→ **WHAT IS REQUIRED**
Below are some records; output all of them exactly.

→ **SUPPLIED MATERIAL**
>>>>
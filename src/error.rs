use thiserror::Error;

#[derive(Error, Debug)]
pub enum ValidationError {
    #[error("Configuration error: {0}")]
    Config(String),

    #[error("Schema violation: {0}")]
    Schema(String),

    #[error("Unsupported input format: {0}")]
    UnsupportedFormat(String),

    #[error("IO error: {0}")]
    Io(#[from] std::io::Error),

    #[error("JSON error: {0}")]
    Json(#[from] serde_json::Error),

    #[error("CSV error: {0}")]
    Csv(#[from] csv::Error),
}

pub type Result<T> = std::result::Result<T, ValidationError>;
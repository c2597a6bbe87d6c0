use crate::config::MatchingConfig;
use crate::models::CanonicalEvent;
use chrono::{Duration, NaiveDate};
use std::collections::HashMap;

/// Check whether two date ranges overlap once each is expanded by the
/// tolerance window. An absent start date on either side means no overlap
/// can be established.
fn date_overlap(
    d1_start: Option<NaiveDate>,
    d1_end: Option<NaiveDate>,
    d2_start: Option<NaiveDate>,
    d2_end: Option<NaiveDate>,
    max_days: i64,
) -> bool {
    let (Some(d1_start), Some(d2_start)) = (d1_start, d2_start) else {
        return false;
    };

    let d1_end = d1_end.unwrap_or(d1_start);
    let d2_end = d2_end.unwrap_or(d2_start);

    d1_start <= d2_end + Duration::days(max_days) && d1_end >= d2_start - Duration::days(max_days)
}

/// Coarse blocking: for each extracted event, propose the reference events
/// that share its type and overlap its date window. Only cheap filters run
/// here; scoring happens downstream.
///
/// Every extracted id appears in the output, possibly with an empty
/// candidate list. Undated events produce zero candidates. Candidates past
/// the per-event cap are dropped in encounter order.
pub fn generate_candidates(
    extracted: &[CanonicalEvent],
    references: &[CanonicalEvent],
    config: &MatchingConfig,
) -> Vec<(String, Vec<String>)> {
    let mut refs_by_kind: HashMap<&str, Vec<&CanonicalEvent>> = HashMap::new();
    for r in references {
        refs_by_kind.entry(r.kind.as_str()).or_default().push(r);
    }

    let mut candidates = Vec::with_capacity(extracted.len());

    for e in extracted {
        let mut matched: Vec<String> = Vec::new();

        if let Some(pool) = refs_by_kind.get(e.kind.as_str()) {
            for r in pool {
                if date_overlap(
                    e.date_start,
                    e.date_end,
                    r.date_start,
                    r.date_end,
                    config.max_days_apart,
                ) {
                    matched.push(r.id.clone());
                    if matched.len() >= config.max_candidates_per_event {
                        break;
                    }
                }
            }
        }

        candidates.push((e.id.clone(), matched));
    }

    candidates
}

#[cfg(test)]
mod tests {
    use super::*;
    use crate::models::Provenance;

    fn canonical(id: &str, kind: &str, start: Option<&str>, end: Option<&str>) -> CanonicalEvent {
        let parse = |s: &str| NaiveDate::parse_from_str(s, "%Y-%m-%d").unwrap();
        CanonicalEvent {
            id: id.to_string(),
            kind: kind.to_string(),
            date_start: start.map(parse),
            date_end: end.map(parse),
            location_name: None,
            country: None,
            lat: None,
            lon: None,
            text: String::new(),
            meta: Provenance::missing(),
        }
    }

    #[test]
    fn test_type_must_match_exactly() {
        let extracted = vec![canonical("e1", "flood", Some("2024-03-01"), None)];
        let references = vec![canonical("r1", "protest", Some("2024-03-01"), None)];
        let out = generate_candidates(&extracted, &references, &MatchingConfig::default());
        assert_eq!(out, vec![("e1".to_string(), vec![])]);
    }

    #[test]
    fn test_overlap_within_tolerance() {
        let extracted = vec![canonical("e1", "flood", Some("2024-03-10"), None)];
        let references = vec![
            canonical("r1", "flood", Some("2024-03-01"), Some("2024-03-04")),
            canonical("r2", "flood", Some("2024-02-01"), Some("2024-02-10")),
        ];
        let out = generate_candidates(&extracted, &references, &MatchingConfig::default());
        // r1's end is 6 days away (inside the 7-day window); r2 is not.
        assert_eq!(out[0].1, vec!["r1".to_string()]);
    }

    #[test]
    fn test_undated_events_produce_zero_candidates() {
        let extracted = vec![canonical("e1", "flood", None, None)];
        let references = vec![canonical("r1", "flood", Some("2024-03-01"), None)];
        let out = generate_candidates(&extracted, &references, &MatchingConfig::default());
        assert_eq!(out, vec![("e1".to_string(), vec![])]);

        let extracted = vec![canonical("e1", "flood", Some("2024-03-01"), None)];
        let references = vec![canonical("r1", "flood", None, None)];
        let out = generate_candidates(&extracted, &references, &MatchingConfig::default());
        assert_eq!(out, vec![("e1".to_string(), vec![])]);
    }

    #[test]
    fn test_candidate_cap_drops_in_encounter_order() {
        let extracted = vec![canonical("e1", "flood", Some("2024-03-01"), None)];
        let references: Vec<CanonicalEvent> = (0..10)
            .map(|i| canonical(&format!("r{i}"), "flood", Some("2024-03-01"), None))
            .collect();

        let config = MatchingConfig {
            max_candidates_per_event: 3,
            ..MatchingConfig::default()
        };
        let out = generate_candidates(&extracted, &references, &config);
        assert_eq!(
            out[0].1,
            vec!["r0".to_string(), "r1".to_string(), "r2".to_string()]
        );
    }
}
<<<<
→ **SOLUTION TO THIS EXERCISE**
filename src/error.rs
use thiserror::Error;

#[derive(Error, Debug)]
pub enum ValidationError {
    #[error("Configuration error: {0}")]
    Config(String),

    #[error("Schema violation: {0}")]
    Schema(String),

    #[error("Unsupported input format: {0}")]
    UnsupportedFormat(String),

    #[error("IO error: {0}")]
    Io(#[from] std::io::Error),

    #[error("JSON error: {0}")]
    Json(#[from] serde_json::Error),

    #[error("CSV error: {0}")]
    Csv(#[from] csv::Error),
}

pub type Result<T> = std::result::Result<T, ValidationError>;
repository c2597a6bbe87d6c0
use crate::config::MatchingConfig;
use crate::models::CanonicalEvent;
use chrono::{Duration, NaiveDate};
use std::collections::HashMap;

/// Check whether two date ranges overlap once each is expanded by the
/// tolerance window. An absent start date on either side means no overlap
/// can be established.
fn date_overlap(
    d1_start: Option<NaiveDate>,
    d1_end: Option<NaiveDate>,
    d2_start: Option<NaiveDate>,
    d2_end: Option<NaiveDate>,
    max_days: i64,
) -> bool {
    let (Some(d1_start), Some(d2_start)) = (d1_start, d2_start) else {
        return false;
    };

    let d1_end = d1_end.unwrap_or(d1_start);
    let d2_end = d2_end.unwrap_or(d2_start);

    d1_start <= d2_end + Duration::days(max_days) && d1_end >= d2_start - Duration::days(max_days)
}

/// Coarse blocking: for each extracted event, propose the reference events
/// that share its type and overlap its date window. Only cheap filters run
/// here; scoring happens downstream.
///
/// Every extracted id appears in the output, possibly with an empty
/// candidate list. Undated events produce zero candidates. Candidates past
/// the per-event cap are dropped in encounter order.
pub fn generate_candidates(
    extracted: &[CanonicalEvent],
    references: &[CanonicalEvent],
    config: &MatchingConfig,
) -> Vec<(String, Vec<String>)> {
    let mut refs_by_kind: HashMap<&str, Vec<&CanonicalEvent>> = HashMap::new();
    for r in references {
        refs_by_kind.entry(r.kind.as_str()).or_default().push(r);
    }

    let mut candidates = Vec::with_capacity(extracted.len());

    for e in extracted {
        let mut matched: Vec<String> = Vec::new();

        if let Some(pool) = refs_by_kind.get(e.kind.as_str()) {
            for r in pool {
                if date_overlap(
                    e.date_start,
                    e.date_end,
                    r.date_start,
                    r.date_end,
                    config.max_days_apart,
                ) {
                    matched.push(r.id.clone());
                    if matched.len() >= config.max_candidates_per_event {
                        break;
                    }
                }
            }
        }

        candidates.push((e.id.clone(), matched));
    }

    candidates
}

#[cfg(test)]
mod tests {
    use super::*;
    use crate::models::Provenance;

    fn canonical(id: &str, kind: &str, start: Option<&str>, end: Option<&str>) -> CanonicalEvent {
        let parse = |s: &str| NaiveDate::parse_from_str(s, "%Y-%m-%d").unwrap();
        CanonicalEvent {
            id: id.to_string(),
            kind: kind.to_string(),
            date_start: start.map(parse),
            date_end: end.map(parse),
            location_name: None,
            country: None,
            lat: None,
            lon: None,
            text: String::new(),
            meta: Provenance::missing(),
        }
    }

    #[test]
    fn test_type_must_match_exactly() {
        let extracted = vec![canonical("e1", "flood", Some("2024-03-01"), None)];
        let references = vec![canonical("r1", "protest", Some("2024-03-01"), None)];
        let out = generate_candidates(&extracted, &references, &MatchingConfig::default());
        assert_eq!(out, vec![("e1".to_string(), vec![])]);
    }

    #[test]
    fn test_overlap_within_tolerance() {
        let extracted = vec![canonical("e1", "flood", Some("2024-03-10"), None)];
        let references = vec![
            canonical("r1", "flood", Some("2024-03-01"), Some("2024-03-04")),
            canonical("r2", "flood", Some("2024-02-01"), Some("2024-02-10")),
        ];
        let out = generate_candidates(&extracted, &references, &MatchingConfig::default());
        // r1's end is 6 days away (inside the 7-day window); r2 is not.
        assert_eq!(out[0].1, vec!["r1".to_string()]);
    }

    #[test]
    fn test_undated_events_produce_zero_candidates() {
        let extracted = vec![canonical("e1", "flood", None, None)];
        let references = vec![canonical("r1", "flood", Some("2024-03-01"), None)];
        let out = generate_candidates(&extracted, &references, &MatchingConfig::default());
        assert_eq!(out, vec![("e1".to_string(), vec![])]);

        let extracted = vec![canonical("e1", "flood", Some("2024-03-01"), None)];
        let references = vec![canonical("r1", "flood", None, None)];
        let out = generate_candidates(&extracted, &references, &MatchingConfig::default());
        assert_eq!(out, vec![("e1".to_string(), vec![])]);
    }

    #[test]
    fn test_candidate_cap_drops_in_encounter_order() {
        let extracted = vec![canonical("e1", "flood", Some("2024-03-01"), None)];
        let references: Vec<CanonicalEvent> = (0..10)
            .map(|i| canonical(&format!("r{i}"), "flood", Some("2024-03-01"), None))
            .collect();

        let config = MatchingConfig {
            max_candidates_per_event: 3,
            ..MatchingConfig::default()
        };
        let out = generate_candidates(&extracted, &references, &config);
        assert_eq!(
            out[0].1,
            vec!["r0".to_string(), "r1".to_string(), "r2".to_string()]
        );
    }
}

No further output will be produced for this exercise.